Saved entries:

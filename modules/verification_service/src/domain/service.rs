//! Domain service - business logic orchestration

use super::repository::VerificationRepository;
use super::validation;
use crate::contract::{
    Verification, VerificationDetails, VerificationError, VerificationFilter, VerificationUpdate,
};
use std::sync::Arc;

/// Domain service for external document verification management
pub struct Service {
    repo: Arc<dyn VerificationRepository>,
}

impl Service {
    /// Create a new service instance
    pub fn new(repo: Arc<dyn VerificationRepository>) -> Self {
        Self { repo }
    }

    /// List verification requests with optional category/status filters
    /// and submitted-date ordering
    pub async fn list_verifications(
        &self,
        category: Option<String>,
        status: Option<String>,
        sort_by: Option<String>,
    ) -> Result<Vec<Verification>, VerificationError> {
        let filter = VerificationFilter::new(category, status, sort_by);
        self.repo.list(&filter).await.map_err(storage_error)
    }

    /// Full detail view: the request plus its file records, including
    /// any rejection details. Two independent reads.
    pub async fn get_verification_details(
        &self,
        request_id: &str,
    ) -> Result<VerificationDetails, VerificationError> {
        let verification = self
            .repo
            .find_by_id(request_id)
            .await
            .map_err(storage_error)?
            .ok_or_else(|| VerificationError::NotFound {
                request_id: request_id.to_string(),
            })?;

        let files = self
            .repo
            .list_files(request_id)
            .await
            .map_err(storage_error)?;

        Ok(VerificationDetails {
            verification,
            files,
        })
    }

    /// Replace the updatable fields of a request.
    ///
    /// A status change must be a legal transition from the stored
    /// status; illegal transitions are rejected before the write.
    pub async fn update_verification(
        &self,
        request_id: &str,
        update: VerificationUpdate,
    ) -> Result<(), VerificationError> {
        validation::validate_update(&update)?;

        let current = self
            .repo
            .find_by_id(request_id)
            .await
            .map_err(storage_error)?
            .ok_or_else(|| VerificationError::NotFound {
                request_id: request_id.to_string(),
            })?;

        if !current.status.can_transition(update.status) {
            return Err(VerificationError::IllegalTransition {
                from: current.status,
                to: update.status,
            });
        }

        let matched = self
            .repo
            .update(request_id, &update)
            .await
            .map_err(storage_error)?;

        if !matched {
            return Err(VerificationError::NotFound {
                request_id: request_id.to_string(),
            });
        }

        Ok(())
    }

    /// Delete a request and all of its file records.
    pub async fn delete_verification(&self, request_id: &str) -> Result<(), VerificationError> {
        let existed = self
            .repo
            .delete(request_id)
            .await
            .map_err(storage_error)?;

        if !existed {
            return Err(VerificationError::NotFound {
                request_id: request_id.to_string(),
            });
        }

        tracing::info!(%request_id, "verification request deleted");
        Ok(())
    }
}

fn storage_error(err: anyhow::Error) -> VerificationError {
    tracing::error!(error = ?err, "verification storage operation failed");
    VerificationError::Storage
}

■ **AIM OF THE EXERCISE**
Copy every entry above word for word.

■ **ANSWER TO THIS PROBLEM**
filename modules/verification_service/src/domain/service.rs
//! Domain service - business logic orchestration

use super::repository::VerificationRepository;
use super::validation;
use crate::contract::{
    Verification, VerificationDetails, VerificationError, VerificationFilter, VerificationUpdate,
};
use std::sync::Arc;

/// Domain service for external document verification management
pub struct Service {
    repo: Arc<dyn VerificationRepository>,
}

impl Service {
    /// Create a new service instance
    pub fn new(repo: Arc<dyn VerificationRepository>) -> Self {
        Self { repo }
    }

    /// List verification requests with optional category/status filters
    /// and submitted-date ordering
    pub async fn list_verifications(
        &self,
        category: Option<String>,
        status: Option<String>,
        sort_by: Option<String>,
    ) -> Result<Vec<Verification>, VerificationError> {
        let filter = VerificationFilter::new(category, status, sort_by);
        self.repo.list(&filter).await.map_err(storage_error)
    }

    /// Full detail view: the request plus its file records, including
    /// any rejection details. Two independent reads.
    pub async fn get_verification_details(
        &self,
        request_id: &str,
    ) -> Result<VerificationDetails, VerificationError> {
        let verification = self
            .repo
            .find_by_id(request_id)
            .await
            .map_err(storage_error)?
            .ok_or_else(|| VerificationError::NotFound {
                request_id: request_id.to_string(),
            })?;

        let files = self
            .repo
            .list_files(request_id)
            .await
            .map_err(storage_error)?;

        Ok(VerificationDetails {
            verification,
            files,
        })
    }

    /// Replace the updatable fields of a request.
    ///
    /// A status change must be a legal transition from the stored
    /// status; illegal transitions are rejected before the write.
    pub async fn update_verification(
        &self,
        request_id: &str,
        update: VerificationUpdate,
    ) -> Result<(), VerificationError> {
        validation::validate_update(&update)?;

        let current = self
            .repo
            .find_by_id(request_id)
            .await
            .map_err(storage_error)?
            .ok_or_else(|| VerificationError::NotFound {
                request_id: request_id.to_string(),
            })?;

        if !current.status.can_transition(update.status) {
            return Err(VerificationError::IllegalTransition {
                from: current.status,
                to: update.status,
            });
        }

        let matched = self
            .repo
            .update(request_id, &update)
            .await
            .map_err(storage_error)?;

        if !matched {
            return Err(VerificationError::NotFound {
                request_id: request_id.to_string(),
            });
        }

        Ok(())
    }

    /// Delete a request and all of its file records.
    pub async fn delete_verification(&self, request_id: &str) -> Result<(), VerificationError> {
        let existed = self
            .repo
            .delete(request_id)
            .await
            .map_err(storage_error)?;

        if !existed {
            return Err(VerificationError::NotFound {
                request_id: request_id.to_string(),
            });
        }

        tracing::info!(%request_id, "verification request deleted");
        Ok(())
    }
}

fn storage_error(err: anyhow::Error) -> VerificationError {
    tracing::error!(error = ?err, "verification storage operation failed");
    VerificationError::Storage
}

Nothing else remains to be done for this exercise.